I have no idea what the solution is. I feel pretty powerless in all of this. For the first time in my life I have had my opinions shot down with the phrase ‘You white people’ or, with a roll of the eyes - ‘You are just SO white.’ I am conscious that I come across as ignorant at points and that most of my arguments imply that I am entitled to feel things, to act because of passion, desire and because of what I want. The advice I have to give is as if these women live in the UK too. Here women do not think about what they want or value. They marry and do their best to put up with infidelity and beatings as a trade for stability. Love and affection, something most of us would consider a prerequisite for a relationship, is considered a rare bonus.
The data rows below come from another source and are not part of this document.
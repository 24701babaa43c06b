//! Page path normalization (`/` <-> `/index`).

use edge_assets::normalize_posix;
use edge_router::is_dynamic_route;

use crate::{ServerError, ServerResult};

/// Map a page to the form used for build artifacts: `/` becomes `/index`
/// and a real `/index/...` page is prefixed once more.
///
/// Pages whose normalized form differs from what was requested (e.g. they
/// contain `..`) are rejected as not found.
pub fn normalize_page_path(page: &str) -> ServerResult<String> {
    let normalized = if page == "/" {
        "/index".to_string()
    } else if page == "/index" || page.starts_with("/index/") {
        format!("/index{page}")
    } else if page.starts_with('/') {
        page.to_string()
    } else {
        format!("/{page}")
    };

    if normalize_posix(&normalized) != normalized {
        return Err(ServerError::PageNotFound(page.to_string()));
    }
    Ok(normalized)
}

/// Inverse of [`normalize_page_path`].
pub fn denormalize_page_path(page: &str) -> String {
    let page = page.replace('\\', "/");
    if page.starts_with("/index/") && !is_dynamic_route(&page) {
        page["/index".len()..].to_string()
    } else if page == "/index" {
        "/".to_string()
    } else {
        page
    }
}

/// Route of a build asset: `/blog.json` -> `/blog`, `/index.json` -> `/`,
/// `/index/index.json` -> `/index`.
pub fn get_route_from_asset_path(asset_path: &str, ext: &str) -> String {
    let path = asset_path.replace('\\', "/");
    let path = path.strip_suffix(ext).unwrap_or(&path);
    if path.starts_with("/index/") && !is_dynamic_route(path) {
        path["/index".len()..].to_string()
    } else if path == "/index" {
        "/".to_string()
    } else {
        path.to_string()
    }
}
//! Bounds applied to proxied requests.

use std::time::Duration;

use edge_core::ProxyConfig;
use serde::{Deserialize, Serialize};

/// Limit violations.
#[derive(Debug, Clone, thiserror::Error, PartialEq, Eq)]
pub enum LimitError {
    #[error("request body of {size} bytes exceeds limit of {limit} bytes")]
    BodyTooLarge { size: usize, limit: usize },
}

/// Limits for one proxied request.
#[derive(Debug, Clone, Copy, PartialEq, Eq, Serialize, Deserialize)]
pub struct ProxyLimits {
    /// Maximum request body forwarded upstream.
    pub max_body_bytes: usize,
    /// Upper bound on the upstream round trip.
    pub timeout: Duration,
}

impl Default for ProxyLimits {
    fn default() -> Self {
        Self {
            max_body_bytes: 10 * 1024 * 1024, // 10 MB
            timeout: Duration::from_secs(30),
        }
    }
}

impl From<&ProxyConfig> for ProxyLimits {
    fn from(config: &ProxyConfig) -> Self {
        Self {
            max_body_bytes: config.max_body_bytes,
            timeout: Duration::from_millis(config.timeout_ms),
        }
    }
}

impl ProxyLimits {
    pub fn new() -> Self {
        Self::default()
    }

    /// Set maximum request body size in bytes.
    pub fn with_max_body_bytes(mut self, bytes: usize) -> Self {
        self.max_body_bytes = bytes;
        self
    }

    pub fn with_timeout(mut self, timeout: Duration) -> Self {
        self.timeout = timeout;
        self
    }

    /// Check a request body length against the limit.
    pub fn check_body(&self, size: usize) -> Result<(), LimitError> {
        if size > self.max_body_bytes {
            return Err(LimitError::BodyTooLarge {
                size,
                limit: self.max_body_bytes,
            });
        }
        Ok(())
    }
}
They hope that they are lucky and that their partners do not have sex with infected women or men – but the number of orphans in Swaziland is steadily growing because so few men refrain from extra marital affairs. UNICEF and other NGOs are struggling to care for these vulnerable children and assume the role that was once taken care of by the child’s family because of lack of funding.

I think the view women have of relationships is almost epitomised by how they see lesbianism. It is seen as the ultimate exotic life choice and self indulgence. It puts your sex life over stability and the traditional family concept – so central to life here. Satisfaction does not seem to be a consideration, though sadly nor does remaining faithful to an abusive partner guarantee safety.
Though I do wonder if they feel a similar sense of pity for me and my unstable lifestyle, if I am as alien to them as they are to me. But I’m afraid that I’ll probably never know. I don’t think I want to know the answer.